→ **What is needed**
Repeat exactly the lines of the entries below from the one with "let max = self.ceiling(channel);" through the one with "opted out of", both ends included, and nothing else.

→ **Provided records**
//! Subject profiles and credit accounting.
//!
//! ```text
//!   apply_credit ──► BEGIN
//!                      read balance          (Redeemed: insufficient → error)
//!                      UPDATE subjects.credits
//!                      INSERT credit_ledger  (balance_before / balance_after)
//!                    COMMIT
//! ```
//!
//! Every balance mutation writes a ledger entry in the same transaction, so
//! the entries always sum back to the balance.

pub mod entry;
pub mod store;

pub use entry::{CreditDirection, CreditSource, LedgerEntry};
pub use store::LedgerDb;
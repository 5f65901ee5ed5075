//! # ClientChain Policy
//!
//! Composable predicates consulted before any externally visible messaging
//! action. A veto is a deliberate, logged skip — never an error.
//!
//! ## Architecture
//! ```text
//! PolicyPipeline.evaluate(subject, channel)
//!   ├── ConsentGuard     — opt-out flags, withdrawn marketing consent
//!   ├── QuietHoursGuard  — 08:00–21:00 local send window
//!   └── RateLimitGuard   — per-subject per-channel daily ceiling
//!         (counter incremented on every check, veto when over ceiling)
//! ```
//!
//! Guards compose with AND: the first veto wins. The rate-limit counter and
//! the wall clock sit behind traits so the pipeline is testable with a
//! manual clock and an in-memory counter.

pub mod clock;
pub mod consent;
pub mod counter;
pub mod pipeline;
pub mod quiet_hours;
pub mod rate_limit;

pub use clock::{Clock, ManualClock, SystemClock};
pub use consent::ConsentGuard;
pub use counter::{InMemoryCounter, RateCounter};
pub use pipeline::{PolicyGuard, PolicyPipeline, Verdict, VetoReason};
pub use quiet_hours::QuietHoursGuard;
pub use rate_limit::RateLimitGuard;
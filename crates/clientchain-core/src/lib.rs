//! # ClientChain Core
//!
//! Shared foundation for the ClientChain automation platform:
//! - Configuration (`~/.clientchain/config.toml`)
//! - Error taxonomy and the crate-wide `Result` alias
//! - Domain types shared across crates (subject profiles, channel kinds)
//! - The outbound notification contracts (`SmsSender` / `EmailSender`)

pub mod config;
pub mod error;
pub mod traits;
pub mod types;

pub use config::ClientChainConfig;
pub use error::{ClientChainError, Result};
pub use traits::{EmailSender, SmsSender};
pub use types::{ChannelKind, SubjectProfile};
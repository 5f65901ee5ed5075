//! ClientChain configuration system.

use serde::{Deserialize, Serialize};
use std::path::{Path, PathBuf};

use crate::error::{ClientChainError, Result};

/// Root configuration.
#[derive(Debug, Clone, Serialize, Deserialize, Default)]
pub struct ClientChainConfig {
    #[serde(default)]
    pub twilio: TwilioConfig,
    #[serde(default)]
    pub sendgrid: SendGridConfig,
    #[serde(default)]
    pub policy: PolicyConfig,
    #[serde(default)]
    pub engine: EngineConfig,
    #[serde(default)]
    pub gateway: GatewayConfig,
}

impl ClientChainConfig {
    /// Load config from the default path (~/.clientchain/config.toml).
    pub fn load() -> Result<Self> {
        let path = Self::default_path();
        if path.exists() {
            Self::load_from(&path)
        } else {
            Ok(Self::default())
        }
    }

    /// Load config from a specific path.
    pub fn load_from(path: &Path) -> Result<Self> {
        let content = std::fs::read_to_string(path)
            .map_err(|e| ClientChainError::Config(format!("Failed to read config: {e}")))?;
        let config: Self = toml::from_str(&content)
            .map_err(|e| ClientChainError::Config(format!("Failed to parse config: {e}")))?;
        Ok(config)
    }

    /// Save config to the default path.
    pub fn save(&self) -> Result<()> {
        let path = Self::default_path();
        if let Some(parent) = path.parent() {
            std::fs::create_dir_all(parent)?;
        }
        let content = toml::to_string_pretty(self)
            .map_err(|e| ClientChainError::Config(format!("Failed to serialize config: {e}")))?;
        std::fs::write(&path, content)?;
        Ok(())
    }

    /// Get the default config path.
    pub fn default_path() -> PathBuf {
        Self::home_dir().join("config.toml")
    }

    /// Get the ClientChain home directory (~/.clientchain).
    pub fn home_dir() -> PathBuf {
        dirs::home_dir()
            .unwrap_or_else(|| PathBuf::from("."))
            .join(".clientchain")
    }
}

/// Twilio SMS gateway credentials.
#[derive(Debug, Clone, Serialize, Deserialize, Default)]
pub struct TwilioConfig {
    #[serde(default)]
    pub account_sid: String,
    #[serde(default)]
    pub auth_token: String,
    #[serde(default)]
    pub from_number: String,
}

impl TwilioConfig {
    pub fn is_configured(&self) -> bool {
        !self.account_sid.is_empty() && !self.auth_token.is_empty() && !self.from_number.is_empty()
    }
}

/// SendGrid email gateway credentials.
#[derive(Debug, Clone, Serialize, Deserialize)]
pub struct SendGridConfig {
    #[serde(default)]
    pub api_key: String,
    #[serde(default = "default_from_email")]
    pub from_email: String,
    #[serde(default = "default_from_name")]
    pub from_name: String,
}

fn default_from_email() -> String {
    "no-reply@clientchain.app".into()
}
fn default_from_name() -> String {
    "ClientChain".into()
}

impl Default for SendGridConfig {
    fn default() -> Self {
        Self {
            api_key: String::new(),
            from_email: default_from_email(),
            from_name: default_from_name(),
        }
    }
}

impl SendGridConfig {
    pub fn is_configured(&self) -> bool {
        !self.api_key.is_empty()
    }
}

/// Messaging policy: quiet window, per-channel daily ceilings, reference zone.
#[derive(Debug, Clone, Serialize, Deserialize)]
pub struct PolicyConfig {
    /// First hour (inclusive) of the allowed send window, local time.
    #[serde(default = "default_quiet_start")]
    pub allowed_from_hour: u32,
    /// First hour (exclusive) after the allowed send window, local time.
    #[serde(default = "default_quiet_end")]
    pub allowed_until_hour: u32,
    /// Max SMS sends per subject per day.
    #[serde(default = "default_sms_limit")]
    pub sms_daily_limit: u64,
    /// Max emails per subject per day.
    #[serde(default = "default_email_limit")]
    pub email_daily_limit: u64,
    /// Fallback UTC offset for subjects without a timezone, e.g. "-05:00".
    #[serde(default = "default_offset")]
    pub reference_utc_offset: String,
}

fn default_quiet_start() -> u32 {
    8
}
fn default_quiet_end() -> u32 {
    21
}
fn default_sms_limit() -> u64 {
    3
}
fn default_email_limit() -> u64 {
    5
}
fn default_offset() -> String {
    "+00:00".into()
}

impl Default for PolicyConfig {
    fn default() -> Self {
        Self {
            allowed_from_hour: default_quiet_start(),
            allowed_until_hour: default_quiet_end(),
            sms_daily_limit: default_sms_limit(),
            email_daily_limit: default_email_limit(),
            reference_utc_offset: default_offset(),
        }
    }
}

/// Engine settings: database location and sweep cadence.
#[derive(Debug, Clone, Serialize, Deserialize)]
pub struct EngineConfig {
    /// Directory holding the SQLite databases. Empty = ~/.clientchain/data.
    #[serde(default)]
    pub data_dir: String,
    /// Seconds between reconciliation sweeps. Keep ≤ the shortest wait used.
    #[serde(default = "default_sweep_interval")]
    pub sweep_interval_secs: u64,
}

fn default_sweep_interval() -> u64 {
    60
}

impl Default for EngineConfig {
    fn default() -> Self {
        Self {
            data_dir: String::new(),
            sweep_interval_secs: default_sweep_interval(),
        }
    }
}

impl EngineConfig {
    pub fn data_dir(&self) -> PathBuf {
        if self.data_dir.is_empty() {
            ClientChainConfig::home_dir().join("data")
        } else {
            PathBuf::from(&self.data_dir)
        }
    }
}

/// Operator API settings.
#[derive(Debug, Clone, Serialize, Deserialize)]
pub struct GatewayConfig {
    #[serde(default = "default_host")]
    pub host: String,
    #[serde(default = "default_port")]
    pub port: u16,
}

fn default_host() -> String {
    "127.0.0.1".into()
}
fn default_port() -> u16 {
    8420
}

impl Default for GatewayConfig {
    fn default() -> Self {
        Self {
            host: default_host(),
            port: default_port(),
        }
    }
}
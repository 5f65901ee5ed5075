//! Rate-limit guard — per-subject, per-channel, per-day send ceiling.

use clientchain_core::config::PolicyConfig;
use clientchain_core::types::{ChannelKind, SubjectProfile};
use std::sync::Arc;

use crate::clock::Clock;
use crate::counter::RateCounter;
use crate::pipeline::{PolicyGuard, Verdict, VetoReason};

/// Counts every attempted send check against a daily key and vetoes once the
/// channel's ceiling is exceeded. The increment happens before the
/// comparison, so a vetoed attempt is counted exactly once — the same
/// INCR-then-compare shape a Redis-backed counter gives.
pub struct RateLimitGuard {
    sms_daily_limit: u64,
    email_daily_limit: u64,
    counter: Arc<dyn RateCounter>,
    clock: Arc<dyn Clock>,
}

impl RateLimitGuard {
    pub fn new(config: &PolicyConfig, counter: Arc<dyn RateCounter>, clock: Arc<dyn Clock>) -> Self {
        Self {
            sms_daily_limit: config.sms_daily_limit,
            email_daily_limit: config.email_daily_limit,
            counter,
            clock,
        }
    }

    fn ceiling(&self, channel: ChannelKind) -> u64 {
        match channel {
            ChannelKind::Sms => self.sms_daily_limit,
            ChannelKind::Email => self.email_daily_limit,
        }
    }

    /// Counter key: `rate_limit:{subject}:{channel}:{yyyy-mm-dd}`. The date
    /// component plus the 24h TTL bounds the window either way.
    fn key(&self, subject: &SubjectProfile, channel: ChannelKind) -> String {
        let day = self.clock.now().format("%Y-%m-%d");
        format!("rate_limit:{}:{}:{}", subject.id, channel, day)
    }
}

impl PolicyGuard for RateLimitGuard {
    fn name(&self) -> &'static str {
        "rate_limit"
    }

    fn check(&self, subject: &SubjectProfile, channel: ChannelKind) -> Verdict {
        let max = self.ceiling(channel);
        let count = self
            .counter
            .incr(&self.key(subject, channel), chrono::Duration::hours(24));
        if count > max {
            Verdict::Veto(VetoReason::RateLimited { channel, count, max })
        } else {
            Verdict::Allow
        }
    }
}
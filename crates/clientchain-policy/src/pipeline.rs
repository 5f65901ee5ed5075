//! The ordered guard pipeline.

use clientchain_core::config::PolicyConfig;
use clientchain_core::types::{ChannelKind, SubjectProfile};
use std::sync::Arc;

use crate::clock::Clock;
use crate::consent::ConsentGuard;
use crate::counter::RateCounter;
use crate::quiet_hours::QuietHoursGuard;
use crate::rate_limit::RateLimitGuard;

/// Outcome of a policy check.
#[derive(Debug, Clone, PartialEq)]
pub enum Verdict {
    Allow,
    Veto(VetoReason),
}

impl Verdict {
    pub fn is_veto(&self) -> bool {
        matches!(self, Verdict::Veto(_))
    }
}

/// Why a send was suppressed.
#[derive(Debug, Clone, PartialEq)]
pub enum VetoReason {
    OptedOut { channel: ChannelKind },
    QuietHours { local_hour: u32 },
    RateLimited { channel: ChannelKind, count: u64, max: u64 },
}

impl std::fmt::Display for VetoReason {
    fn fmt(&self, f: &mut std::fmt::Formatter<'_>) -> std::fmt::Result {
        match self {
            VetoReason::OptedOut { channel } => write!(f, "subject opted out of {channel}"),
            VetoReason::QuietHours { local_hour } => {
                write!(f, "outside send window (local hour {local_hour})")
            }
            VetoReason::RateLimited { channel, count, max } => {
                write!(f, "{channel} daily ceiling reached ({count}/{max})")
            }
        }
    }
}

/// One policy predicate. Guards are pure with respect to the subject; the
/// rate-limit guard is the only one with internal state (its counter).
pub trait PolicyGuard: Send + Sync {
    fn name(&self) -> &'static str;
    fn check(&self, subject: &SubjectProfile, channel: ChannelKind) -> Verdict;
}

/// AND-composed, ordered guard chain. First veto wins.
pub struct PolicyPipeline {
    guards: Vec<Box<dyn PolicyGuard>>,
}

impl PolicyPipeline {
    /// The standard chain: consent, quiet hours, then rate limit.
    /// Consent is first so an opted-out subject vetoes unconditionally;
    /// rate limit is last so vetoed-for-other-reasons attempts don't burn
    /// counter budget.
    pub fn standard(
        config: &PolicyConfig,
        counter: Arc<dyn RateCounter>,
        clock: Arc<dyn Clock>,
    ) -> Self {
        Self {
            guards: vec![
                Box::new(ConsentGuard),
                Box::new(QuietHoursGuard::new(config, clock.clone())),
                Box::new(RateLimitGuard::new(config, counter, clock)),
            ],
        }
    }

    /// Custom chain, mostly for tests.
    pub fn with_guards(guards: Vec<Box<dyn PolicyGuard>>) -> Self {
        Self { guards }
    }

    /// Evaluate every guard in order; the first veto is returned and logged.
    pub fn evaluate(&self, subject: &SubjectProfile, channel: ChannelKind) -> Verdict {
        for guard in &self.guards {
            if let Verdict::Veto(reason) = guard.check(subject, channel) {
                tracing::info!(
                    "🚫 Policy veto [{}] for subject {} on {}: {}",
                    guard.name(),
                    subject.id,
                    channel,
                    reason
                );
                return Verdict::Veto(reason);
            }
        }
        Verdict::Allow
    }
}
//! Outbound notification contracts.
//!
//! The engine depends only on these traits; concrete gateways (Twilio,
//! SendGrid) live in `clientchain-channels` and are swappable. Failures
//! surface as `ClientChainError::Channel` — no retry logic here.

use crate::error::Result;
use async_trait::async_trait;

/// Send a text message to a phone number.
#[async_trait]
pub trait SmsSender: Send + Sync {
    fn name(&self) -> &str;
    async fn send_sms(&self, to: &str, body: &str) -> Result<()>;
}

/// Send a plain-text email.
#[async_trait]
pub trait EmailSender: Send + Sync {
    fn name(&self) -> &str;
    async fn send_email(&self, to: &str, subject: &str, body: &str) -> Result<()>;
}
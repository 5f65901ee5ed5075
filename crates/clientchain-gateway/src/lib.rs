//! HTTP operator surface.
//!
//! Workflow CRUD, template application, manual runs, event ingestion, the
//! sweep hook, and subject/credit queries — everything an operator dashboard
//! or an upstream subsystem needs to drive the engine.

pub mod routes;
pub mod server;

pub use server::{AppState, build_router, start};
impl AutomationDb {
    /// Open or create the automation database.
    pub fn open(path: &Path) -> Result<Self> {
        if let Some(parent) = path.parent() {
            std::fs::create_dir_all(parent)?;
        }
        let conn = Connection::open(path)
            .map_err(|e| ClientChainError::Storage(format!("automation open: {e}")))?;
        let db = Self { conn: Mutex::new(conn) };
        db.migrate()?;
        Ok(db)
    }

    fn migrate(&self) -> Result<()> {
        let conn = self.lock()?;
        conn.execute_batch(
            "
            CREATE TABLE IF NOT EXISTS workflows (
                id TEXT PRIMARY KEY,
                name TEXT NOT NULL,
                triggers TEXT NOT NULL,          -- JSON array of tagged triggers
                actions TEXT NOT NULL,           -- JSON array of tagged actions
                status TEXT NOT NULL DEFAULT 'active',
                created_at TEXT NOT NULL
            );

            CREATE TABLE IF NOT EXISTS executions (
                id TEXT PRIMARY KEY,
                workflow_id TEXT NOT NULL,
                subject_id TEXT NOT NULL,
                context TEXT NOT NULL DEFAULT '{}',
                step_index INTEGER NOT NULL DEFAULT 0,
                status TEXT NOT NULL DEFAULT 'running',
                started_at TEXT NOT NULL,
                next_step_at TEXT NOT NULL,
                completed_at TEXT,
                attempts INTEGER NOT NULL DEFAULT 0,
                errors TEXT NOT NULL DEFAULT '[]'
            );

            CREATE INDEX IF NOT EXISTS idx_executions_due
                ON executions(status, next_step_at);

            CREATE TABLE IF NOT EXISTS staff_tasks (
                id TEXT PRIMARY KEY,
                subject_id TEXT NOT NULL,
                execution_id TEXT,
                title TEXT NOT NULL,
                status TEXT NOT NULL DEFAULT 'open',
                created_at TEXT NOT NULL
            );

            CREATE TABLE IF NOT EXISTS prompts (
                id TEXT PRIMARY KEY,
                subject_id TEXT NOT NULL,
                execution_id TEXT,
                kind TEXT NOT NULL,
                created_at TEXT NOT NULL
            );
            ",
        )
        .map_err(|e| ClientChainError::Storage(format!("automation migration: {e}")))?;
        Ok(())
    }

    fn lock(&self) -> Result<std::sync::MutexGuard<'_, Connection>> {
        self.conn
            .lock()
            .map_err(|e| ClientChainError::Storage(format!("automation lock: {e}")))
    }

    // ─── Workflow definitions ──────────────────────────────────────

    /// Create a definition. Empty triggers or actions are rejected.
    pub fn create_workflow(
        &self,
        name: &str,
        triggers: Vec<Trigger>,
        actions: Vec<Action>,
    ) -> Result<WorkflowDefinition> {
        if name.trim().is_empty() {
            return Err(ClientChainError::Validation("workflow name is empty".into()));
        }
        if triggers.is_empty() {
            return Err(ClientChainError::Validation(
                "workflow has no triggers".into(),
            ));
        }
        if actions.is_empty() {
            return Err(ClientChainError::Validation(
                "workflow has no actions".into(),
            ));
        }
        let def = WorkflowDefinition::new(name, triggers, actions);
        self.save_workflow(&def)?;
        tracing::info!("⚙️ Workflow created: {} ({})", def.name, def.id);
        Ok(def)
    }

    fn save_workflow(&self, def: &WorkflowDefinition) -> Result<()> {
        let triggers = serde_json::to_string(&def.triggers)
            .map_err(|e| ClientChainError::Storage(format!("encode triggers: {e}")))?;
        let actions = serde_json::to_string(&def.actions)
            .map_err(|e| ClientChainError::Storage(format!("encode actions: {e}")))?;
        let conn = self.lock()?;
        conn.execute(
            "INSERT OR REPLACE INTO workflows (id, name, triggers, actions, status, created_at)
             VALUES (?1, ?2, ?3, ?4, ?5, ?6)",
            rusqlite::params![
                def.id,
                def.name,
                triggers,
                actions,
                def.status.as_str(),
                def.created_at.to_rfc3339(),
            ],
        )
        .map_err(|e| ClientChainError::Storage(format!("save workflow: {e}")))?;
        Ok(())
    }

    pub fn get_workflow(&self, id: &str) -> Result<WorkflowDefinition> {
        let conn = self.lock()?;
        conn.query_row(
            "SELECT id, name, triggers, actions, status, created_at FROM workflows WHERE id = ?1",
            [id],
            Self::row_to_workflow,
        )
        .map_err(|e| match e {
            rusqlite::Error::QueryReturnedNoRows => {
                ClientChainError::NotFound(format!("workflow {id}"))
            }
            other => ClientChainError::Storage(format!("get workflow: {other}")),
        })
    }

    fn row_to_workflow(row: &rusqlite::Row<'_>) -> rusqlite::Result<WorkflowDefinition> {
        let triggers_str: String = row.get(2)?;
        let actions_str: String = row.get(3)?;
        let status_str: String = row.get(4)?;
        Ok(WorkflowDefinition {
            id: row.get(0)?,
            name: row.get(1)?,
            triggers: serde_json::from_str(&triggers_str)
                .map_err(|e| decode_err(2, format!("bad triggers: {e}")))?,
            actions: serde_json::from_str(&actions_str)
                .map_err(|e| decode_err(3, format!("bad actions: {e}")))?,
            status: WorkflowStatus::parse(&status_str)
                .ok_or_else(|| decode_err(4, format!("bad workflow status {status_str:?}")))?,
            created_at: parse_ts(5, &row.get::<_, String>(5)?)?,
        })
    }

    /// Definitions, optionally filtered by status, oldest first.
    pub fn list_workflows(&self, status: Option<WorkflowStatus>) -> Result<Vec<WorkflowDefinition>> {
        let conn = self.lock()?;
        let mut stmt = conn
            .prepare(
                "SELECT id, name, triggers, actions, status, created_at
                 FROM workflows WHERE (?1 IS NULL OR status = ?1) ORDER BY created_at",
            )
            .map_err(|e| ClientChainError::Storage(format!("list workflows: {e}")))?;
        let rows = stmt
            .query_map([status.map(|s| s.as_str())], Self::row_to_workflow)
            .map_err(|e| ClientChainError::Storage(format!("list workflows: {e}")))?;
        rows.collect::<rusqlite::Result<Vec<_>>>()
            .map_err(|e| ClientChainError::Storage(format!("list workflows: {e}")))
    }

    /// Toggle a definition between active and paused.
    pub fn set_workflow_status(&self, id: &str, status: WorkflowStatus) -> Result<()> {
        let conn = self.lock()?;
        let changed = conn
            .execute(
                "UPDATE workflows SET status = ?1 WHERE id = ?2",
                rusqlite::params![status.as_str(), id],
            )
            .map_err(|e| ClientChainError::Storage(format!("set workflow status: {e}")))?;
        if changed == 0 {
            return Err(ClientChainError::NotFound(format!("workflow {id}")));
        }
        tracing::info!("⚙️ Workflow {} → {}", id, status.as_str());
        Ok(())
    }

    // ─── Executions ──────────────────────────────────────

    pub fn save_execution(&self, exec: &WorkflowExecution) -> Result<()> {
        let context = exec.context.to_string();
        let errors = serde_json::to_string(&exec.errors)
            .map_err(|e| ClientChainError::Storage(format!("encode errors: {e}")))?;
        let conn = self.lock()?;
        conn.execute(
            "INSERT OR REPLACE INTO executions
             (id, workflow_id, subject_id, context, step_index, status,
              started_at, next_step_at, completed_at, attempts, errors)
             VALUES (?1, ?2, ?3, ?4, ?5, ?6, ?7, ?8, ?9, ?10, ?11)",
            rusqlite::params![
                exec.id,
                exec.workflow_id,
                exec.subject_id,
                context,
                exec.step_index as i64,
                exec.status.as_str(),
                exec.started_at.to_rfc3339(),
                exec.next_step_at.to_rfc3339(),
                exec.completed_at.map(|t| t.to_rfc3339()),
                exec.attempts,
                errors,
            ],
        )
        .map_err(|e| ClientChainError::Storage(format!("save execution: {e}")))?;
        Ok(())
    }

    pub fn get_execution(&self, id: &str) -> Result<WorkflowExecution> {
        let conn = self.lock()?;
        conn.query_row(
            "SELECT id, workflow_id, subject_id, context, step_index, status,
                    started_at, next_step_at, completed_at, attempts, errors
             FROM executions WHERE id = ?1",
            [id],
            Self::row_to_execution,
        )
        .map_err(|e| match e {
            rusqlite::Error::QueryReturnedNoRows => {
                ClientChainError::NotFound(format!("execution {id}"))
            }
            other => ClientChainError::Storage(format!("get execution: {other}")),
        })
    }

    fn row_to_execution(row: &rusqlite::Row<'_>) -> rusqlite::Result<WorkflowExecution> {
        let context_str: String = row.get(3)?;
        let status_str: String = row.get(5)?;
        let errors_str: String = row.get(10)?;
        Ok(WorkflowExecution {
            id: row.get(0)?,
            workflow_id: row.get(1)?,
            subject_id: row.get(2)?,
            context: serde_json::from_str(&context_str)
                .map_err(|e| decode_err(3, format!("bad context: {e}")))?,
            step_index: row.get::<_, i64>(4)? as usize,
            status: ExecutionStatus::parse(&status_str)
                .ok_or_else(|| decode_err(5, format!("bad execution status {status_str:?}")))?,
            started_at: parse_ts(6, &row.get::<_, String>(6)?)?,
            next_step_at: parse_ts(7, &row.get::<_, String>(7)?)?,
            completed_at: match row.get::<_, Option<String>>(8)? {
                Some(s) => Some(parse_ts(8, &s)?),
                None => None,
            },
            attempts: row.get(9)?,
            errors: serde_json::from_str(&errors_str)
                .map_err(|e| decode_err(10, format!("bad errors: {e}")))?,
        })
    }

    /// Ids of running executions due at or before `now`, oldest due first.
    pub fn due_executions(&self, now: DateTime<Utc>) -> Result<Vec<String>> {
        let conn = self.lock()?;
        let mut stmt = conn
            .prepare(
                "SELECT id FROM executions
                 WHERE status = 'running' AND next_step_at <= ?1
                 ORDER BY next_step_at",
            )
            .map_err(|e| ClientChainError::Storage(format!("due query: {e}")))?;
        let rows = stmt
            .query_map([now.to_rfc3339()], |row| row.get::<_, String>(0))
            .map_err(|e| ClientChainError::Storage(format!("due query: {e}")))?;
        Ok(rows.filter_map(|r| r.ok()).collect())
    }

    /// Executions for one workflow, newest first.
    pub fn executions_for_workflow(&self, workflow_id: &str) -> Result<Vec<WorkflowExecution>> {
        let conn = self.lock()?;
        let mut stmt = conn
            .prepare(
                "SELECT id, workflow_id, subject_id, context, step_index, status,
                        started_at, next_step_at, completed_at, attempts, errors
                 FROM executions WHERE workflow_id = ?1 ORDER BY started_at DESC",
            )
            .map_err(|e| ClientChainError::Storage(format!("executions query: {e}")))?;
        let rows = stmt
            .query_map([workflow_id], Self::row_to_execution)
            .map_err(|e| ClientChainError::Storage(format!("executions query: {e}")))?;
        rows.collect::<rusqlite::Result<Vec<_>>>()
            .map_err(|e| ClientChainError::Storage(format!("executions query: {e}")))
    }

    // ─── Staff tasks & prompts ──────────────────────────────────────

    /// Open a staff follow-up task. Returns the task id.
    pub fn create_task(
        &self,
        subject_id: &str,
        execution_id: Option<&str>,
        title: &str,
    ) -> Result<String> {
        let id = uuid::Uuid::new_v4().to_string();
        let conn = self.lock()?;
        conn.execute(
            "INSERT INTO staff_tasks (id, subject_id, execution_id, title, created_at)
             VALUES (?1, ?2, ?3, ?4, ?5)",
            rusqlite::params![id, subject_id, execution_id, title, Utc::now().to_rfc3339()],
        )
        .map_err(|e| ClientChainError::Storage(format!("create task: {e}")))?;
        Ok(id)
    }

    /// Open tasks as (id, subject_id, title) tuples, oldest first.
    pub fn open_tasks(&self) -> Result<Vec<(String, String, String)>> {
        let conn = self.lock()?;
        let mut stmt = conn
            .prepare(
                "SELECT id, subject_id, title FROM staff_tasks
                 WHERE status = 'open' ORDER BY created_at",
            )
            .map_err(|e| ClientChainError::Storage(format!("tasks query: {e}")))?;
        let rows = stmt
            .query_map([], |row| Ok((row.get(0)?, row.get(1)?, row.get(2)?)))
            .map_err(|e| ClientChainError::Storage(format!("tasks query: {e}")))?;
        Ok(rows.filter_map(|r| r.ok()).collect())
    }

    /// Record an in-person prompt marker. Returns the prompt id.
    pub fn record_prompt(
        &self,
        subject_id: &str,
        execution_id: Option<&str>,
        kind: &str,
    ) -> Result<String> {
        let id = uuid::Uuid::new_v4().to_string();
        let conn = self.lock()?;
        conn.execute(
            "INSERT INTO prompts (id, subject_id, execution_id, kind, created_at)
             VALUES (?1, ?2, ?3, ?4, ?5)",
            rusqlite::params![id, subject_id, execution_id, kind, Utc::now().to_rfc3339()],
        )
        .map_err(|e| ClientChainError::Storage(format!("record prompt: {e}")))?;
        Ok(id)
    }

    /// Prompt kinds recorded for a subject, oldest first.
    pub fn prompts_for(&self, subject_id: &str) -> Result<Vec<String>> {
        let conn = self.lock()?;
        let mut stmt = conn
            .prepare("SELECT kind FROM prompts WHERE subject_id = ?1 ORDER BY created_at")
            .map_err(|e| ClientChainError::Storage(format!("prompts query: {e}")))?;
        let rows = stmt
            .query_map([subject_id], |row| row.get::<_, String>(0))
            .map_err(|e| ClientChainError::Storage(format!("prompts query: {e}")))?;
        Ok(rows.filter_map(|r| r.ok()).collect())
    }
}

→ **Expected output**
        let max = self.ceiling(channel);
        let count = self
            .counter
            .incr(&self.key(subject, channel), chrono::Duration::hours(24));
        if count > max {
            Verdict::Veto(VetoReason::RateLimited { channel, count, max })
        } else {
            Verdict::Allow
        }
    }
}
filename crates/clientchain-policy/src/pipeline.rs
repository 5f65901ee5ed5075
//! The ordered guard pipeline.

use clientchain_core::config::PolicyConfig;
use clientchain_core::types::{ChannelKind, SubjectProfile};
use std::sync::Arc;

use crate::clock::Clock;
use crate::consent::ConsentGuard;
use crate::counter::RateCounter;
use crate::quiet_hours::QuietHoursGuard;
use crate::rate_limit::RateLimitGuard;

/// Outcome of a policy check.
#[derive(Debug, Clone, PartialEq)]
pub enum Verdict {
    Allow,
    Veto(VetoReason),
}

impl Verdict {
    pub fn is_veto(&self) -> bool {
        matches!(self, Verdict::Veto(_))
    }
}

/// Why a send was suppressed.
#[derive(Debug, Clone, PartialEq)]
pub enum VetoReason {
    OptedOut { channel: ChannelKind },
    QuietHours { local_hour: u32 },
    RateLimited { channel: ChannelKind, count: u64, max: u64 },
}

impl std::fmt::Display for VetoReason {
    fn fmt(&self, f: &mut std::fmt::Formatter<'_>) -> std::fmt::Result {
        match self {
            VetoReason::OptedOut { channel } => write!(f, "subject opted out of {channel}"),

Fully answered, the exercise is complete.